* **INPUT DATA**:
#####
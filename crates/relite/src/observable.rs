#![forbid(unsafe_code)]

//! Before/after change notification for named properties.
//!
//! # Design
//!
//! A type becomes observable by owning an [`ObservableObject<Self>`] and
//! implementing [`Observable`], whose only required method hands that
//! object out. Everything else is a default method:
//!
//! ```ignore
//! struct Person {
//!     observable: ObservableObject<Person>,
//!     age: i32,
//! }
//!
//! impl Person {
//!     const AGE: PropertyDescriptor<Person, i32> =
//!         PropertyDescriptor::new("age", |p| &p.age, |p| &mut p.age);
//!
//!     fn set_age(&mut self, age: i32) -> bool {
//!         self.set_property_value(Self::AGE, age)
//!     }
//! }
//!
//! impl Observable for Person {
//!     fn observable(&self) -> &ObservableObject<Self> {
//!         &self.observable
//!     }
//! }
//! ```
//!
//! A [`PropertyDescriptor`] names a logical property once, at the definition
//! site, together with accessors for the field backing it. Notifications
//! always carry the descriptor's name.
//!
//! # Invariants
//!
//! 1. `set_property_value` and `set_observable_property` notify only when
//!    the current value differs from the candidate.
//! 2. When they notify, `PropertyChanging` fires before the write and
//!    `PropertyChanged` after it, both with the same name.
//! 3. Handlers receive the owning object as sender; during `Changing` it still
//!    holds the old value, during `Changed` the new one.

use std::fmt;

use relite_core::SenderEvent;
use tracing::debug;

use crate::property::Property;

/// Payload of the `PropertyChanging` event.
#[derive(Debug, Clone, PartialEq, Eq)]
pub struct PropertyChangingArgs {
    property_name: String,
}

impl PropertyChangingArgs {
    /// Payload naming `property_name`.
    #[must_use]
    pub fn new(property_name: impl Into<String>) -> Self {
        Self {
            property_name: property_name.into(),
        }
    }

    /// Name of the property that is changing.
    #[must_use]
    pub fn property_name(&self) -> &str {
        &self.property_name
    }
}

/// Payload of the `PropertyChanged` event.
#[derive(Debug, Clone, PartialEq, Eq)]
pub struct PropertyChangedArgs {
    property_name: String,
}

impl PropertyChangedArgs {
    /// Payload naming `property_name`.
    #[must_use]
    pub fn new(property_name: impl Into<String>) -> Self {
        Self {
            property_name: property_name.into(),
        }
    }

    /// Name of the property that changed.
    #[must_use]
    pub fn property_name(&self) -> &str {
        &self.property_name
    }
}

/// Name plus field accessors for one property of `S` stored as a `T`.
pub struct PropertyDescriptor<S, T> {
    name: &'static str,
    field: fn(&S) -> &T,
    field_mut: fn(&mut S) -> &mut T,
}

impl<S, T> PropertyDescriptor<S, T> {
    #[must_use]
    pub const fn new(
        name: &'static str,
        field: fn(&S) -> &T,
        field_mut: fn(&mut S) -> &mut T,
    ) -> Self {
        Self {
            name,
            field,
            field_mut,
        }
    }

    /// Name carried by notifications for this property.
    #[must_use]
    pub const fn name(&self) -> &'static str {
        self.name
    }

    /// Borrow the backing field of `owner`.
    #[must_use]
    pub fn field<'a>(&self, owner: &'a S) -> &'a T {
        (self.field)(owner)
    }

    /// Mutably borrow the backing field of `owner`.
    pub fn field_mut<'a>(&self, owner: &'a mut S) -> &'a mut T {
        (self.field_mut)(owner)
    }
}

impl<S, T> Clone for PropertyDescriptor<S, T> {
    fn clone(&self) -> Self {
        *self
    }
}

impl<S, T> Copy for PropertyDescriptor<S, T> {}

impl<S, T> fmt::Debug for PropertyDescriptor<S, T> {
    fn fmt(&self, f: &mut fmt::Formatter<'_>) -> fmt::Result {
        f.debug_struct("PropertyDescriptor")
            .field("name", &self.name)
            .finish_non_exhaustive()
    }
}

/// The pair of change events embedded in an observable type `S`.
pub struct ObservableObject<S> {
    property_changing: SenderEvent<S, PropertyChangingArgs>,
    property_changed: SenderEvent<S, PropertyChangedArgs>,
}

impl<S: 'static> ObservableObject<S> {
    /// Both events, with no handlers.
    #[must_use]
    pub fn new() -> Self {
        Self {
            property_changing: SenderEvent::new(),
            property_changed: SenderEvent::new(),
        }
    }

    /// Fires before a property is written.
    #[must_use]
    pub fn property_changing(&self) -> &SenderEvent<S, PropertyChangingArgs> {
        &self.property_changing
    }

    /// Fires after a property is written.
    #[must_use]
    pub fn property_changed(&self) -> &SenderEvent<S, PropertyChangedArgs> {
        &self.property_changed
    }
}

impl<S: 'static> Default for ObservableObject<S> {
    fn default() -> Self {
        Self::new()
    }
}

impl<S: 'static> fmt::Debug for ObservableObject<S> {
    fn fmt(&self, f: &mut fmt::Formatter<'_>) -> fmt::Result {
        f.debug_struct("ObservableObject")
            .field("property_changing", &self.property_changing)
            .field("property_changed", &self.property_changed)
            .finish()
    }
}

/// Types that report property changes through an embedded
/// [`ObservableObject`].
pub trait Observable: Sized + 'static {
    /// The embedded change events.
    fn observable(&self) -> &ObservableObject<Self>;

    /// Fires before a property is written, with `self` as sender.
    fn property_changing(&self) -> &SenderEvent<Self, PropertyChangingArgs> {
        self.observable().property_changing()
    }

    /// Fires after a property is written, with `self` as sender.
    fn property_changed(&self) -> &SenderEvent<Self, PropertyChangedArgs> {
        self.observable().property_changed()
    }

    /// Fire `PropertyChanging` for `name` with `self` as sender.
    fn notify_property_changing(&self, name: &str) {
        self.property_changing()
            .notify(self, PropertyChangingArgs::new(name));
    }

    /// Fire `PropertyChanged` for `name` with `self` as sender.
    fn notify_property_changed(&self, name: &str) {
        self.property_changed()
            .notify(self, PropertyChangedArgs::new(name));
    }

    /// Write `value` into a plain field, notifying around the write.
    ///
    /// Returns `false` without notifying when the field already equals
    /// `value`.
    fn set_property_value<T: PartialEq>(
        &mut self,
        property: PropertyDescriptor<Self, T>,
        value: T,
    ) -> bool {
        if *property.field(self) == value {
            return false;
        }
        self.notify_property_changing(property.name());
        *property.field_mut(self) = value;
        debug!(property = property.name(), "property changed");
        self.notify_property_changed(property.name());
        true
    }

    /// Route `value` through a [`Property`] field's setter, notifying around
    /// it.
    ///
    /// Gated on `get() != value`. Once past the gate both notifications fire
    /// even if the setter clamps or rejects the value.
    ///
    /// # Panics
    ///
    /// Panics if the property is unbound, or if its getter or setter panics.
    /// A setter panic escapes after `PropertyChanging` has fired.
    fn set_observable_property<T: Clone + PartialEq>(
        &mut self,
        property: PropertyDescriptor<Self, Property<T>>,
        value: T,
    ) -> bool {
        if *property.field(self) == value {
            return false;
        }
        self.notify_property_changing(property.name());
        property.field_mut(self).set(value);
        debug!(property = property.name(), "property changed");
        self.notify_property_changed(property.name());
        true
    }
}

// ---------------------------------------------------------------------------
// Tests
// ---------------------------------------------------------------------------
#####
* **WHAT THE TASK REQUIRES**:
Say every entry again, exactly as it reads.

* **SOLUTION FOR THIS TASK**:
filename crates/relite/src/observable.rs
#![forbid(unsafe_code)]

//! Before/after change notification for named properties.
//!
//! # Design
//!
//! A type becomes observable by owning an [`ObservableObject<Self>`] and
//! implementing [`Observable`], whose only required method hands that
//! object out. Everything else is a default method:
//!
//! ```ignore
//! struct Person {
//!     observable: ObservableObject<Person>,
//!     age: i32,
//! }
//!
//! impl Person {
//!     const AGE: PropertyDescriptor<Person, i32> =
//!         PropertyDescriptor::new("age", |p| &p.age, |p| &mut p.age);
//!
//!     fn set_age(&mut self, age: i32) -> bool {
//!         self.set_property_value(Self::AGE, age)
//!     }
//! }
//!
//! impl Observable for Person {
//!     fn observable(&self) -> &ObservableObject<Self> {
//!         &self.observable
//!     }
//! }
//! ```
//!
//! A [`PropertyDescriptor`] names a logical property once, at the definition
//! site, together with accessors for the field backing it. Notifications
//! always carry the descriptor's name.
//!
//! # Invariants
//!
//! 1. `set_property_value` and `set_observable_property` notify only when
//!    the current value differs from the candidate.
//! 2. When they notify, `PropertyChanging` fires before the write and
//!    `PropertyChanged` after it, both with the same name.
//! 3. Handlers receive the owning object as sender; during `Changing` it still
//!    holds the old value, during `Changed` the new one.

use std::fmt;

use relite_core::SenderEvent;
use tracing::debug;

use crate::property::Property;

/// Payload of the `PropertyChanging` event.
#[derive(Debug, Clone, PartialEq, Eq)]
pub struct PropertyChangingArgs {
    property_name: String,
}

impl PropertyChangingArgs {
    /// Payload naming `property_name`.
    #[must_use]
    pub fn new(property_name: impl Into<String>) -> Self {
        Self {
            property_name: property_name.into(),
        }
    }

    /// Name of the property that is changing.
    #[must_use]
    pub fn property_name(&self) -> &str {
        &self.property_name
    }
}

/// Payload of the `PropertyChanged` event.
#[derive(Debug, Clone, PartialEq, Eq)]
pub struct PropertyChangedArgs {
    property_name: String,
}

impl PropertyChangedArgs {
    /// Payload naming `property_name`.
    #[must_use]
    pub fn new(property_name: impl Into<String>) -> Self {
        Self {
            property_name: property_name.into(),
        }
    }

    /// Name of the property that changed.
    #[must_use]
    pub fn property_name(&self) -> &str {
        &self.property_name
    }
}

/// Name plus field accessors for one property of `S` stored as a `T`.
pub struct PropertyDescriptor<S, T> {
    name: &'static str,
    field: fn(&S) -> &T,
    field_mut: fn(&mut S) -> &mut T,
}

impl<S, T> PropertyDescriptor<S, T> {
    #[must_use]
    pub const fn new(
        name: &'static str,
        field: fn(&S) -> &T,
        field_mut: fn(&mut S) -> &mut T,
    ) -> Self {
        Self {
            name,
            field,
            field_mut,
        }
    }

    /// Name carried by notifications for this property.
    #[must_use]
    pub const fn name(&self) -> &'static str {
        self.name
    }

    /// Borrow the backing field of `owner`.
    #[must_use]
    pub fn field<'a>(&self, owner: &'a S) -> &'a T {
        (self.field)(owner)
    }

    /// Mutably borrow the backing field of `owner`.
    pub fn field_mut<'a>(&self, owner: &'a mut S) -> &'a mut T {
        (self.field_mut)(owner)
    }
}

impl<S, T> Clone for PropertyDescriptor<S, T> {
    fn clone(&self) -> Self {
        *self
    }
}

impl<S, T> Copy for PropertyDescriptor<S, T> {}

impl<S, T> fmt::Debug for PropertyDescriptor<S, T> {
    fn fmt(&self, f: &mut fmt::Formatter<'_>) -> fmt::Result {
        f.debug_struct("PropertyDescriptor")
            .field("name", &self.name)
            .finish_non_exhaustive()
    }
}

/// The pair of change events embedded in an observable type `S`.
pub struct ObservableObject<S> {
    property_changing: SenderEvent<S, PropertyChangingArgs>,
    property_changed: SenderEvent<S, PropertyChangedArgs>,
}

impl<S: 'static> ObservableObject<S> {
    /// Both events, with no handlers.
    #[must_use]
    pub fn new() -> Self {
        Self {
            property_changing: SenderEvent::new(),
            property_changed: SenderEvent::new(),
        }
    }

    /// Fires before a property is written.
    #[must_use]
    pub fn property_changing(&self) -> &SenderEvent<S, PropertyChangingArgs> {
        &self.property_changing
    }

    /// Fires after a property is written.
    #[must_use]
    pub fn property_changed(&self) -> &SenderEvent<S, PropertyChangedArgs> {
        &self.property_changed
    }
}

impl<S: 'static> Default for ObservableObject<S> {
    fn default() -> Self {
        Self::new()
    }
}

impl<S: 'static> fmt::Debug for ObservableObject<S> {
    fn fmt(&self, f: &mut fmt::Formatter<'_>) -> fmt::Result {
        f.debug_struct("ObservableObject")
            .field("property_changing", &self.property_changing)
            .field("property_changed", &self.property_changed)
            .finish()
    }
}

/// Types that report property changes through an embedded
/// [`ObservableObject`].
pub trait Observable: Sized + 'static {
    /// The embedded change events.
    fn observable(&self) -> &ObservableObject<Self>;

    /// Fires before a property is written, with `self` as sender.
    fn property_changing(&self) -> &SenderEvent<Self, PropertyChangingArgs> {
        self.observable().property_changing()
    }

    /// Fires after a property is written, with `self` as sender.
    fn property_changed(&self) -> &SenderEvent<Self, PropertyChangedArgs> {
        self.observable().property_changed()
    }

    /// Fire `PropertyChanging` for `name` with `self` as sender.
    fn notify_property_changing(&self, name: &str) {
        self.property_changing()
            .notify(self, PropertyChangingArgs::new(name));
    }

    /// Fire `PropertyChanged` for `name` with `self` as sender.
    fn notify_property_changed(&self, name: &str) {
        self.property_changed()
            .notify(self, PropertyChangedArgs::new(name));
    }

    /// Write `value` into a plain field, notifying around the write.
    ///
    /// Returns `false` without notifying when the field already equals
    /// `value`.
    fn set_property_value<T: PartialEq>(
        &mut self,
        property: PropertyDescriptor<Self, T>,
        value: T,
    ) -> bool {
        if *property.field(self) == value {
            return false;
        }
        self.notify_property_changing(property.name());
        *property.field_mut(self) = value;
        debug!(property = property.name(), "property changed");
        self.notify_property_changed(property.name());
        true
    }

    /// Route `value` through a [`Property`] field's setter, notifying around
    /// it.
    ///
    /// Gated on `get() != value`. Once past the gate both notifications fire
    /// even if the setter clamps or rejects the value.
    ///
    /// # Panics
    ///
    /// Panics if the property is unbound, or if its getter or setter panics.
    /// A setter panic escapes after `PropertyChanging` has fired.
    fn set_observable_property<T: Clone + PartialEq>(
        &mut self,
        property: PropertyDescriptor<Self, Property<T>>,
        value: T,
    ) -> bool {
        if *property.field(self) == value {
            return false;
        }
        self.notify_property_changing(property.name());
        property.field_mut(self).set(value);
        debug!(property = property.name(), "property changed");
        self.notify_property_changed(property.name());
        true
    }
}

// ---------------------------------------------------------------------------
// Tests
// ---------------------------------------------------------------------------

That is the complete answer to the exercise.